### PROBLEM
Below are some records; print every one of them exactly.

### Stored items
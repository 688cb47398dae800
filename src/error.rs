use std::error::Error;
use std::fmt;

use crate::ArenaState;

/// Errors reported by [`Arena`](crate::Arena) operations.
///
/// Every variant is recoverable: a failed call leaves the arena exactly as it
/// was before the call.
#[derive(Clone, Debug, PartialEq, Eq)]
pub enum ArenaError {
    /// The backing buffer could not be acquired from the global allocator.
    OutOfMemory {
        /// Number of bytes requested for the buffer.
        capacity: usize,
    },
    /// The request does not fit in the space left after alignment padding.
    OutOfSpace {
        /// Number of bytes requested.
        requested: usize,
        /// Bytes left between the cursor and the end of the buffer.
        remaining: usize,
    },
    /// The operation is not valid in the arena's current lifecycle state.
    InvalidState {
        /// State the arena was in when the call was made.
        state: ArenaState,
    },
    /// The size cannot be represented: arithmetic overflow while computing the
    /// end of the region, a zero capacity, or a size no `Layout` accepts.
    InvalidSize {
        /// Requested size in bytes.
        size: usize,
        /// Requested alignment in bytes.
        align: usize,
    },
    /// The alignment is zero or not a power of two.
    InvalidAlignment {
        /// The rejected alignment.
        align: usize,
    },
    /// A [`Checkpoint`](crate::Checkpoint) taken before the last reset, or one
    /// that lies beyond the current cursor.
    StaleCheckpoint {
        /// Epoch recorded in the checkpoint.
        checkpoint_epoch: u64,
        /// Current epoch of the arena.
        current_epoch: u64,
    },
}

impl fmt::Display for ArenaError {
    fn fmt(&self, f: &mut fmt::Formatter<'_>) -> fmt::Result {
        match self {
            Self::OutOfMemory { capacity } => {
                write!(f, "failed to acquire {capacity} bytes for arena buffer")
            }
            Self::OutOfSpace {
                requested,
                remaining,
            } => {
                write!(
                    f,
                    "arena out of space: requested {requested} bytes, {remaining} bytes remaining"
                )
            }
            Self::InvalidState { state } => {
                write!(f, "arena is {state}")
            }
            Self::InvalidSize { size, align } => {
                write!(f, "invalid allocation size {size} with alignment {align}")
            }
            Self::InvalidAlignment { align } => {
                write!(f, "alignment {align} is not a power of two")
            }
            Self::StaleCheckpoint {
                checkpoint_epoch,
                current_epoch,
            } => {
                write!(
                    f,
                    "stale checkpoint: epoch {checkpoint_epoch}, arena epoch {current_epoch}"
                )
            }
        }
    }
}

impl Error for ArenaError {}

### SOLVED EXERCISE
repository 688cb47398dae800
filename src/error.rs
use std::error::Error;
use std::fmt;

use crate::ArenaState;

/// Errors reported by [`Arena`](crate::Arena) operations.
///
/// Every variant is recoverable: a failed call leaves the arena exactly as it
/// was before the call.
#[derive(Clone, Debug, PartialEq, Eq)]
pub enum ArenaError {
    /// The backing buffer could not be acquired from the global allocator.
    OutOfMemory {
        /// Number of bytes requested for the buffer.
        capacity: usize,
    },
    /// The request does not fit in the space left after alignment padding.
    OutOfSpace {
        /// Number of bytes requested.
        requested: usize,
        /// Bytes left between the cursor and the end of the buffer.
        remaining: usize,
    },
    /// The operation is not valid in the arena's current lifecycle state.
    InvalidState {
        /// State the arena was in when the call was made.
        state: ArenaState,
    },
    /// The size cannot be represented: arithmetic overflow while computing the
    /// end of the region, a zero capacity, or a size no `Layout` accepts.
    InvalidSize {
        /// Requested size in bytes.
        size: usize,
        /// Requested alignment in bytes.
        align: usize,
    },
    /// The alignment is zero or not a power of two.
    InvalidAlignment {
        /// The rejected alignment.
        align: usize,
    },
    /// A [`Checkpoint`](crate::Checkpoint) taken before the last reset, or one
    /// that lies beyond the current cursor.
    StaleCheckpoint {
        /// Epoch recorded in the checkpoint.
        checkpoint_epoch: u64,
        /// Current epoch of the arena.
        current_epoch: u64,
    },
}

impl fmt::Display for ArenaError {
    fn fmt(&self, f: &mut fmt::Formatter<'_>) -> fmt::Result {
        match self {
            Self::OutOfMemory { capacity } => {
                write!(f, "failed to acquire {capacity} bytes for arena buffer")
            }
            Self::OutOfSpace {
                requested,
                remaining,
            } => {
                write!(
                    f,
                    "arena out of space: requested {requested} bytes, {remaining} bytes remaining"
                )
            }
            Self::InvalidState { state } => {
                write!(f, "arena is {state}")
            }
            Self::InvalidSize { size, align } => {
                write!(f, "invalid allocation size {size} with alignment {align}")
            }
            Self::InvalidAlignment { align } => {
                write!(f, "alignment {align} is not a power of two")
            }
            Self::StaleCheckpoint {
                checkpoint_epoch,
                current_epoch,
            } => {
                write!(
                    f,
                    "stale checkpoint: epoch {checkpoint_epoch}, arena epoch {current_epoch}"
                )
            }
        }
    }
}

impl Error for ArenaError {}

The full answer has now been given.